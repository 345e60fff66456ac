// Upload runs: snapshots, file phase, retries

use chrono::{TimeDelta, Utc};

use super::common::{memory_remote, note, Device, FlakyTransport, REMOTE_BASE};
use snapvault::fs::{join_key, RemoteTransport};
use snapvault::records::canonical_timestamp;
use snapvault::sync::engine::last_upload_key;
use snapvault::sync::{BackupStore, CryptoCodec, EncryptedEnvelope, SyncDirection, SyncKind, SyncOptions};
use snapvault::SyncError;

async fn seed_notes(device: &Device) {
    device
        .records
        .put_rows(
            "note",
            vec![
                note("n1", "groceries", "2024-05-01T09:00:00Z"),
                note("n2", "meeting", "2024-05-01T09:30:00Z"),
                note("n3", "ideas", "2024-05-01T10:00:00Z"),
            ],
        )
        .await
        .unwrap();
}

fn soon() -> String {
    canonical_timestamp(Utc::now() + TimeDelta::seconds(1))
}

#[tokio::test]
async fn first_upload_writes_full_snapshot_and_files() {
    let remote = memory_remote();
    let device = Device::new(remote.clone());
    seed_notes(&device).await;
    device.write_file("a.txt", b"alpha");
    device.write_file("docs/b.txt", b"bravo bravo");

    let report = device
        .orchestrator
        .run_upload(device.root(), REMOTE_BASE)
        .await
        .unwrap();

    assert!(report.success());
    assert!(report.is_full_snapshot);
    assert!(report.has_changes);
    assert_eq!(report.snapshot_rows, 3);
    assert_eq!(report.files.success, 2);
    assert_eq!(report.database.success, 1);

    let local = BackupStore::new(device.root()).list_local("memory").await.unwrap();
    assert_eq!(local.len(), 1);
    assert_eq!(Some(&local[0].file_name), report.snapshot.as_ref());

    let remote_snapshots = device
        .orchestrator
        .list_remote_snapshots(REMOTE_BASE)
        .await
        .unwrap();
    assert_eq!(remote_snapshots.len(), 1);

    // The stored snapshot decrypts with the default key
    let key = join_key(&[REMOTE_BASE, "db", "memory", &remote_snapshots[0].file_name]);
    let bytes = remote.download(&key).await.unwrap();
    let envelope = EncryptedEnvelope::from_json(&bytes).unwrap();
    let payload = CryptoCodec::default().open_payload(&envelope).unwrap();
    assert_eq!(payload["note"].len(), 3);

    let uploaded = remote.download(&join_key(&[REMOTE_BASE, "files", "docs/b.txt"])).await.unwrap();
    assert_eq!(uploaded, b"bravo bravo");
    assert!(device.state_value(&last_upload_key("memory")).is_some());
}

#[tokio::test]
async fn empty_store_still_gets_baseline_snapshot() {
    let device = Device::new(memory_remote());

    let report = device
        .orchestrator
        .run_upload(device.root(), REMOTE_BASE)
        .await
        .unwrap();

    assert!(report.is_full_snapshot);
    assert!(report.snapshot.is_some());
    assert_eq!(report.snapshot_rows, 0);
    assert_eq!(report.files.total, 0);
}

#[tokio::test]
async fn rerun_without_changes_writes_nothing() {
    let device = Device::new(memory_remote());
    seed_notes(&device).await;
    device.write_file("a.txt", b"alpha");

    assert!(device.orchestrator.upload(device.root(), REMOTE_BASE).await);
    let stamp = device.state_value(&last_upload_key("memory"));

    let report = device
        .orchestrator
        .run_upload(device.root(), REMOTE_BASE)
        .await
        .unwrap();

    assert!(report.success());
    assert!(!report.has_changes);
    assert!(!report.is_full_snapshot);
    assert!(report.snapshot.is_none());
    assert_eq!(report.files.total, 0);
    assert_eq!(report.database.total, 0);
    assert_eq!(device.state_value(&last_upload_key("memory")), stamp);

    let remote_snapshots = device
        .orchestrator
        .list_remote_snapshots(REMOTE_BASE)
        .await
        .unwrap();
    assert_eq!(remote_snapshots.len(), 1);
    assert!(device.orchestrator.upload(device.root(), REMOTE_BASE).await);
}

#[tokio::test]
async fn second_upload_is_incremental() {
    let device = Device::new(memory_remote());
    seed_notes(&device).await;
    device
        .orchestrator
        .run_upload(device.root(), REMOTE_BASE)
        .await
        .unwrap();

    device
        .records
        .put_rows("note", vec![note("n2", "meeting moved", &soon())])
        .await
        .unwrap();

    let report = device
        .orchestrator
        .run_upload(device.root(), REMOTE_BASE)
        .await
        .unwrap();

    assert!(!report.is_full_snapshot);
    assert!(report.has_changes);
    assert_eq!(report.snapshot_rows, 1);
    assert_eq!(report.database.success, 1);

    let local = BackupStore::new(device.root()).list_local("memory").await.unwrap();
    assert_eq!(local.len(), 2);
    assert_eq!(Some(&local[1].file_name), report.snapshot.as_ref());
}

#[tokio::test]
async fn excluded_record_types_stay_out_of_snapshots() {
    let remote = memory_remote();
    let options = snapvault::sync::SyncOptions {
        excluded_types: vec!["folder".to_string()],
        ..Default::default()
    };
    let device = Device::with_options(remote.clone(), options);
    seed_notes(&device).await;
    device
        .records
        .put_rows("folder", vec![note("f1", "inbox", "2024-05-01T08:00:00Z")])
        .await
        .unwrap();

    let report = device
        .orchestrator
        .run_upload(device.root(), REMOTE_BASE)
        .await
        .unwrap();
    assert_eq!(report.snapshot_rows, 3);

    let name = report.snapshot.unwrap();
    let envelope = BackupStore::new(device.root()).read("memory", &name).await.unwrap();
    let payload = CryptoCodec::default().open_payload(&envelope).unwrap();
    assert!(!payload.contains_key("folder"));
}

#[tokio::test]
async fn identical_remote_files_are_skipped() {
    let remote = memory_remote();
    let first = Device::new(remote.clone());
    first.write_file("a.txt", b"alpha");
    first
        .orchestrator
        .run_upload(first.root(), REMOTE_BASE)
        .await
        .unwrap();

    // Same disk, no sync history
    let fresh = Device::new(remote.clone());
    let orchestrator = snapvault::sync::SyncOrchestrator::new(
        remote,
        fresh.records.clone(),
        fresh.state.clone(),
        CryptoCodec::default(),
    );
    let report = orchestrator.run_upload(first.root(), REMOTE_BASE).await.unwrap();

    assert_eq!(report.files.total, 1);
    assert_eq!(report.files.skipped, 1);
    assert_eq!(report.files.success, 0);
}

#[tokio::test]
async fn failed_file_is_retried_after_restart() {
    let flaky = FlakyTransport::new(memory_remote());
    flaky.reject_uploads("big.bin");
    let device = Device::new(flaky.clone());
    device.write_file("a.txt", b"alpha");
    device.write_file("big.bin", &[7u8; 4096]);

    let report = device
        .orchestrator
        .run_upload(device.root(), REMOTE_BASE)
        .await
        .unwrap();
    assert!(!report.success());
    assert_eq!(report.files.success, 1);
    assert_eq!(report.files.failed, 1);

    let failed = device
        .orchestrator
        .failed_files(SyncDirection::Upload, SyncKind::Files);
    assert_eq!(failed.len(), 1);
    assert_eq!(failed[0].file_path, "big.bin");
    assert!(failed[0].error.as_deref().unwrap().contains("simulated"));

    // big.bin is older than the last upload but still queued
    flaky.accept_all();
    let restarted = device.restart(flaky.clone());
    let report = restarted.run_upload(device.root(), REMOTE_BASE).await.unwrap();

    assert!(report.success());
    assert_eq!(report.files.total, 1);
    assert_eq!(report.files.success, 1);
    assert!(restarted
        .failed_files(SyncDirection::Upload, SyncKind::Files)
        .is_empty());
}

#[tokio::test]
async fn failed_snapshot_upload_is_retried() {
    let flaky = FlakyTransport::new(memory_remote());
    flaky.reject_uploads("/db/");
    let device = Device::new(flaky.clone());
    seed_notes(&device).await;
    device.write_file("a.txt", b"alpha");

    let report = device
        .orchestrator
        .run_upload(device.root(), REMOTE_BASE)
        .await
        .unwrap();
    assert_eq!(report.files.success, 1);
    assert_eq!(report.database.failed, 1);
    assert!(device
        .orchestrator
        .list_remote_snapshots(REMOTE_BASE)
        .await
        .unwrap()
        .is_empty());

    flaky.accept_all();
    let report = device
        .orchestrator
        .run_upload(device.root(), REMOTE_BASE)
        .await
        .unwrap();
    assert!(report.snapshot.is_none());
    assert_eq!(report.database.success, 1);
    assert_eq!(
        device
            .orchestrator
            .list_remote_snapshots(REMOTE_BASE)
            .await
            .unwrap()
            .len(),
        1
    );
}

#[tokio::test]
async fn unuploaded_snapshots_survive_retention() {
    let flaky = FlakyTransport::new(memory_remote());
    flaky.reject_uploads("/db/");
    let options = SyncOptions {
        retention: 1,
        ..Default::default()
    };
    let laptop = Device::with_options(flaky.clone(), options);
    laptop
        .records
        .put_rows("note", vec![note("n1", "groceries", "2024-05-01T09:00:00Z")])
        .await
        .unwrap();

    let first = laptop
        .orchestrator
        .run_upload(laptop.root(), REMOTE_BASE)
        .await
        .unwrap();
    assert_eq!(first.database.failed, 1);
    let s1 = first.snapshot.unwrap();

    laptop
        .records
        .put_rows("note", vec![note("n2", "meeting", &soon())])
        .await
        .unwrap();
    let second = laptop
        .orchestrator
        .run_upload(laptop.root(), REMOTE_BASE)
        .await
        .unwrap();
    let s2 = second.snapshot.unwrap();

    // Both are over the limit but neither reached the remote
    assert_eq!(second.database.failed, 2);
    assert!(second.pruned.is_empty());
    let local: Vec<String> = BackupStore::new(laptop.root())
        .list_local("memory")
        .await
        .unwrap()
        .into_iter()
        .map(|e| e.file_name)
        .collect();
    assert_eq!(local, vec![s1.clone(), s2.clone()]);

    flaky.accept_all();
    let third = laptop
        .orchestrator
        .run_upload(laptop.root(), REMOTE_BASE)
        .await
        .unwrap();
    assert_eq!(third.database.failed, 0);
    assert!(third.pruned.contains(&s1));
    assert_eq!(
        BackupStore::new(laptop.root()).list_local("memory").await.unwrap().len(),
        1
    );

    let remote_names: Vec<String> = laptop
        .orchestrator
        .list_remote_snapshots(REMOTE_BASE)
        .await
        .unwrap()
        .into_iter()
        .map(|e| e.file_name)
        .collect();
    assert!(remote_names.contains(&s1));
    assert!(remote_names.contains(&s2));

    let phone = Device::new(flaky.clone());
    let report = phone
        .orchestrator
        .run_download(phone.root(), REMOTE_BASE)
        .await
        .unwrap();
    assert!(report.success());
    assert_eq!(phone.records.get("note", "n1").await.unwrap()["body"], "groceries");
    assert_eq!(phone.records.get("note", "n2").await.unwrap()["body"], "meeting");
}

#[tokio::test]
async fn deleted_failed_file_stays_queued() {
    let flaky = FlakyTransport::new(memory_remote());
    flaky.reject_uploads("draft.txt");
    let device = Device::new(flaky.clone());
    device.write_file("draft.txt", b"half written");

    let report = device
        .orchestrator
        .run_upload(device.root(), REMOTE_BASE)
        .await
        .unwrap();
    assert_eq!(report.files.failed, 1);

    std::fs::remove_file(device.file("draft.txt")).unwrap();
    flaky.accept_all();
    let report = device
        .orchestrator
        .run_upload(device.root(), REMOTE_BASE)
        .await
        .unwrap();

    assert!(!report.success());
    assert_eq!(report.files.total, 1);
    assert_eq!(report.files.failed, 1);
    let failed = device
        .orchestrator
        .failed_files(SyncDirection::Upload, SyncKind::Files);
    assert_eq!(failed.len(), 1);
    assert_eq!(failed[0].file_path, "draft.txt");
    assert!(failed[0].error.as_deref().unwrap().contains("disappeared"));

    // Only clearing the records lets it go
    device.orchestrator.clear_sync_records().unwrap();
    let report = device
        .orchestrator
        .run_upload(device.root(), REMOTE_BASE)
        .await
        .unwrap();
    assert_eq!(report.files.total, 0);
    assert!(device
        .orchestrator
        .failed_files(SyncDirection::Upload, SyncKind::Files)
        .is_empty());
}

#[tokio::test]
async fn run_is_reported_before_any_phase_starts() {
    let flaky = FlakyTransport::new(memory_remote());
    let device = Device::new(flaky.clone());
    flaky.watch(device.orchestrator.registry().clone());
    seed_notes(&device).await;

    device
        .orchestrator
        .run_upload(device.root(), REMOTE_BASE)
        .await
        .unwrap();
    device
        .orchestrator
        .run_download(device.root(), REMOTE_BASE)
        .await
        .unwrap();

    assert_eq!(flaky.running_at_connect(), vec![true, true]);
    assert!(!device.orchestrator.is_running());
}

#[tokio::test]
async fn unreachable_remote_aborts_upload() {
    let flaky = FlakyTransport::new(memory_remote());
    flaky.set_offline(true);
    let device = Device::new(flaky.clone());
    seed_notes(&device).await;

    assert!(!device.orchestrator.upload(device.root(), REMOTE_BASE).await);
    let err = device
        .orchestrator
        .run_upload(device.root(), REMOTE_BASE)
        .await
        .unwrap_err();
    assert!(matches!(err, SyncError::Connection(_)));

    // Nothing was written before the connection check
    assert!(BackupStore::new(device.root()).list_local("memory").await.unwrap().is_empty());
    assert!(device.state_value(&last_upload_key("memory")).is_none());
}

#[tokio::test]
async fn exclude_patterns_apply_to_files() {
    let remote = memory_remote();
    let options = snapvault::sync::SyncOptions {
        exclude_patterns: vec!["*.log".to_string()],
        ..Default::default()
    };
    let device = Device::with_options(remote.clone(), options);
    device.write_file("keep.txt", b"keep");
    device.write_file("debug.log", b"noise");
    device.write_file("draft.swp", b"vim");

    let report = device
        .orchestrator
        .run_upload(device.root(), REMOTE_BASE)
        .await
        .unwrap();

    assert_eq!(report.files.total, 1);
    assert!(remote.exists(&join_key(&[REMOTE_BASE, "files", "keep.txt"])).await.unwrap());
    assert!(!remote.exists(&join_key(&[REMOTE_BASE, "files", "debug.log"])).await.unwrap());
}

________________________

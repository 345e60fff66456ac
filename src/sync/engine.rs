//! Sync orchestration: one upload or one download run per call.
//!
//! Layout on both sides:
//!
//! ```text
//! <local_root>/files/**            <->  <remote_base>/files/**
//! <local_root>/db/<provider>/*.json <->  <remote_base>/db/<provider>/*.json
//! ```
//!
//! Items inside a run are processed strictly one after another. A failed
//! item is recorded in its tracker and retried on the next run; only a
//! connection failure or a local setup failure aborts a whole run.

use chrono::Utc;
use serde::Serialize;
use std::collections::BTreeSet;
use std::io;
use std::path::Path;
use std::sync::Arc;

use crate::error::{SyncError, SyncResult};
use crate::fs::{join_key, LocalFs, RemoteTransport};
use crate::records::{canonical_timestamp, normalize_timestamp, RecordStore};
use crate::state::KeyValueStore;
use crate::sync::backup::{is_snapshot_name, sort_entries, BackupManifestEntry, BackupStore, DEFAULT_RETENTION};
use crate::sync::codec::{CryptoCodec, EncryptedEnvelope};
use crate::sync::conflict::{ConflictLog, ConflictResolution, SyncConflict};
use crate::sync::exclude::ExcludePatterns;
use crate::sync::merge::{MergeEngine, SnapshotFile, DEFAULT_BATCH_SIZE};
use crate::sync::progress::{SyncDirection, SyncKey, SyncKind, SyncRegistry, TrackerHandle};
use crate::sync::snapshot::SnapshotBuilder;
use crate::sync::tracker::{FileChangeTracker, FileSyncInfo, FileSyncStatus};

________________________

Copy out every line of the listing that contains the string "draft".

→ **SOLUTION TO THE EXERCISE**
    flaky.reject_uploads("draft.txt");
    device.write_file("draft.txt", b"half written");
    std::fs::remove_file(device.file("draft.txt")).unwrap();
    assert_eq!(failed[0].file_path, "draft.txt");
    device.write_file("draft.swp", b"vim");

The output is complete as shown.